Zoe Galbraith, 20, is a music student at the Royal Conservatoire of Scotland (RCS), a world-leading performance arts school in Glasgow. Zoe developed M.E. at 16, just as she was preparing for crucial exams, and starting to work towards her dream of becoming a music teacher. The knowledge, understanding and support of some of her teachers enabled Zoe to continue her education, and make her dream a reality. Zoe used her experience to co-produce our How can I help? resource for teachers, so they can better understand M.E. and its impact.
“It was a teacher at school that suggested a possible M.E. diagnosis for me,” she explains. “Their dad had M.E. so they recognised the symptoms. It was a weight off me when I finally got an answer from the doctor as to what it was. I could see that people with things like dyslexia got one-to-one support, so why not me? But I was academically competent, so people could not understand why I needed support. They would say: ‘You get As, so why are you not able?’”
Before she became ill with M.E., Zoe was a competitive diver for Scotland, and trained three or four times a week. That all changed, as symptoms forced her cut back on the activities she loved. Her friends found it hard to understand.
“I lost contact with so many friends, with my diving friends, as I couldn’t go. And friends at school just didn’t get it. They would say: ‘I’m tired too, I must have M.E.’ They just didn’t understand that it was different.”
Zoe’s school allowed her to access external self-management support, during school hours, something that Zoe says was key in learning how to manage her condition and still pursue the things that matter to her. The school also supported her to study a part-time, reduced timetable, and access school flexibly, using a sign-in sheet to make it easy for her to attend when she could.
“I was living nearby school so could easily go home and come back as I needed,” she says. “I had a study skills support session with support staff every week, and I really missed the support of this person when I left. I was also given access to the lift, so I was able to use this on days my symptoms were worse, and a room with a bed where I could when I needed a rest.”
Teachers who understand M.E., thanks to their personal experience of the illness, have been a source of invaluable support for Zoe.
“One of my instrumental music teachers, who I saw twice a week, had M.E., so I talked to him a lot,” she says. “It was really only the music department that I could function in, as there was understanding there.
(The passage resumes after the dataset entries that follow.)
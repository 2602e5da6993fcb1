//! Explorer-specific data types
//!
//! Canonical records produced from raw service payloads, plus the query and
//! history types the coordinator tracks.

use chrono::{DateTime, Utc};
use serde::{Deserialize, Serialize};
use std::collections::BTreeSet;

use shared::{CorpusStats, QueryKind, SentenceCorpusStats, SmoothingVariant};

/// A user question, stamped with its sequence number at dispatch time
#[derive(Debug, Clone, PartialEq, Eq, Serialize, Deserialize)]
pub struct Query {
    kind: QueryKind,
    raw_input: String,
    sequence: u64,
}

impl Query {
    pub fn new(kind: QueryKind, raw_input: impl Into<String>, sequence: u64) -> Self {
        Self {
            kind,
            raw_input: raw_input.into(),
            sequence,
        }
    }

    pub fn kind(&self) -> QueryKind {
        self.kind
    }

    pub fn raw_input(&self) -> &str {
        &self.raw_input
    }

    pub fn sequence(&self) -> u64 {
        self.sequence
    }
}

/// One next-word suggestion under a single smoothing variant
#[derive(Debug, Clone, PartialEq, Serialize, Deserialize)]
pub struct SuggestionItem {
    pub word: String,
    pub probability: f64,
    pub variant: SmoothingVariant,
}

/// Normalized autocomplete result, one ranked list per smoothing variant
#[derive(Debug, Clone, Default, PartialEq, Serialize, Deserialize)]
pub struct Suggestions {
    pub no_smoothing: Vec<SuggestionItem>,
    pub laplace: Vec<SuggestionItem>,
    pub kneser_ney: Vec<SuggestionItem>,
    /// Variants the payload did not carry at all
    pub missing: Vec<SmoothingVariant>,
}

impl Suggestions {
    pub fn variant(&self, variant: SmoothingVariant) -> &[SuggestionItem] {
        match variant {
            SmoothingVariant::NoSmoothing => &self.no_smoothing,
            SmoothingVariant::Laplace => &self.laplace,
            SmoothingVariant::KneserNey => &self.kneser_ney,
        }
    }

    pub(crate) fn variant_mut(&mut self, variant: SmoothingVariant) -> &mut Vec<SuggestionItem> {
        match variant {
            SmoothingVariant::NoSmoothing => &mut self.no_smoothing,
            SmoothingVariant::Laplace => &mut self.laplace,
            SmoothingVariant::KneserNey => &mut self.kneser_ney,
        }
    }

    pub fn missing_variants(&self) -> &[SmoothingVariant] {
        &self.missing
    }

    /// True when at least one variant was absent from the payload
    pub fn is_partial(&self) -> bool {
        !self.missing.is_empty()
    }

    /// Distinct words suggested under any variant
    pub fn distinct_words(&self) -> BTreeSet<&str> {
        SmoothingVariant::ALL
            .iter()
            .flat_map(|variant| self.variant(*variant).iter().map(|item| item.word.as_str()))
            .collect()
    }
}

/// One spelling correction with its probability under both estimators
#[derive(Debug, Clone, PartialEq, Serialize, Deserialize)]
pub struct CorrectionCandidate {
    pub word: String,
    pub frequency: u64,
    pub unsmoothed_prob: f64,
    pub smoothed_prob: f64,
}

/// Normalized autocorrect result
#[derive(Debug, Clone, Default, PartialEq, Serialize, Deserialize)]
pub struct Corrections {
    pub original: String,
    pub stats: CorpusStats,
    pub candidates: Vec<CorrectionCandidate>,
}

#[derive(Debug, Clone, PartialEq, Serialize, Deserialize)]
pub struct UnigramCount {
    pub word: String,
    pub frequency: u64,
    pub probability: Option<f64>,
}

#[derive(Debug, Clone, PartialEq, Serialize, Deserialize)]
pub struct BigramCount {
    pub bigram: String,
    pub frequency: u64,
    pub probability: Option<f64>,
}

/// Normalized sentence-probability result
#[derive(Debug, Clone, Default, PartialEq, Serialize, Deserialize)]
pub struct SentenceAnalysis {
    pub sentence: String,
    pub probability: f64,
    pub unigrams: Vec<UnigramCount>,
    pub bigrams: Vec<BigramCount>,
    pub corpus_stats: Option<SentenceCorpusStats>,
}

/// Canonical record for any query kind
#[derive(Debug, Clone, PartialEq, Serialize, Deserialize)]
pub enum NormalizedResult {
    Autocomplete(Suggestions),
    Autocorrect(Corrections),
    SentenceProbability(SentenceAnalysis),
}

impl NormalizedResult {
    pub fn kind(&self) -> QueryKind {
        match self {
            NormalizedResult::Autocomplete(_) => QueryKind::Autocomplete,
            NormalizedResult::Autocorrect(_) => QueryKind::Autocorrect,
            NormalizedResult::SentenceProbability(_) => QueryKind::SentenceProbability,
        }
    }

    /// Count recorded in history: distinct suggested words, corrections,
    /// or scored unigrams depending on the kind
    pub fn result_summary(&self) -> usize {
        match self {
            NormalizedResult::Autocomplete(suggestions) => suggestions.distinct_words().len(),
            NormalizedResult::Autocorrect(corrections) => corrections.candidates.len(),
            NormalizedResult::SentenceProbability(analysis) => analysis.unigrams.len(),
        }
    }

    pub fn as_suggestions(&self) -> Option<&Suggestions> {
        match self {
            NormalizedResult::Autocomplete(suggestions) => Some(suggestions),
            _ => None,
        }
    }

    pub fn as_corrections(&self) -> Option<&Corrections> {
        match self {
            NormalizedResult::Autocorrect(corrections) => Some(corrections),
            _ => None,
        }
    }

    pub fn as_sentence(&self) -> Option<&SentenceAnalysis> {
        match self {
            NormalizedResult::SentenceProbability(analysis) => Some(analysis),
            _ => None,
        }
    }
}

/// A completed, successful query and the size of its result
#[derive(Debug, Clone, PartialEq, Serialize, Deserialize)]
pub struct HistoryEntry {
    pub query: Query,
    pub result_summary: usize,
    pub recorded_at: DateTime<Utc>,
}

impl HistoryEntry {
    pub fn new(query: Query, result_summary: usize) -> Self {
        Self {
            query,
            result_summary,
            recorded_at: Utc::now(),
        }
    }
}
Nobody else in the school knew about M.E., they dismissed it. So I wrote an essay about invisible illness, addressed to the teachers. They all read this and it did make a difference for some. It helped them understand what I was going through.
“I also had piano lessons, twice a week, outside school with the sister of the teacher whose dad has M.E. This gave my mum a chance to talk to them and get advice. They reassured her, giving her books and spending time with her.
“This teacher gave me pieces that allowed me to express what was happening in my life, which helped me to deal with it. They had grown up with their dad being ill, so they tried different things to help. With their support, I played at a couple of weddings, which was something to look forward to and work towards.”
Zoe manages her symptoms using an approach called pacing, a systematic way of balancing activities and rest, so that she doesn’t over-exert herself, leading to a flare-up in symptoms.
“It took a couple of years for me to learn how to do this well. Now I am able to switch off. This means I can do my work and attend family things, too. I was not able to do this at school: by the end of the week I was absolutely dead.”
Everyone’s experience of M.E. is different, and sadly some people find that their symptoms do not improve. Others, like Zoe, with the right support, find they are able to progress.
“There is a lot of acceptance and awareness of invisible illnesses here,” says Zoe of the RCS, where she is studying to be a music teacher. “They provide a quiet spaces so that people don’t need to go home to rest. Through the Disabled Student Allowance, I also have funded taxis there and home which save my energy, so I can attend full days at university, plus software that makes it easy for me to capture lectures and listen to my own essays to correct. This makes it much more accessible and easier for me to work at the same level as others. They have supported me to build things up slowly over the terms, in a way that works for me.”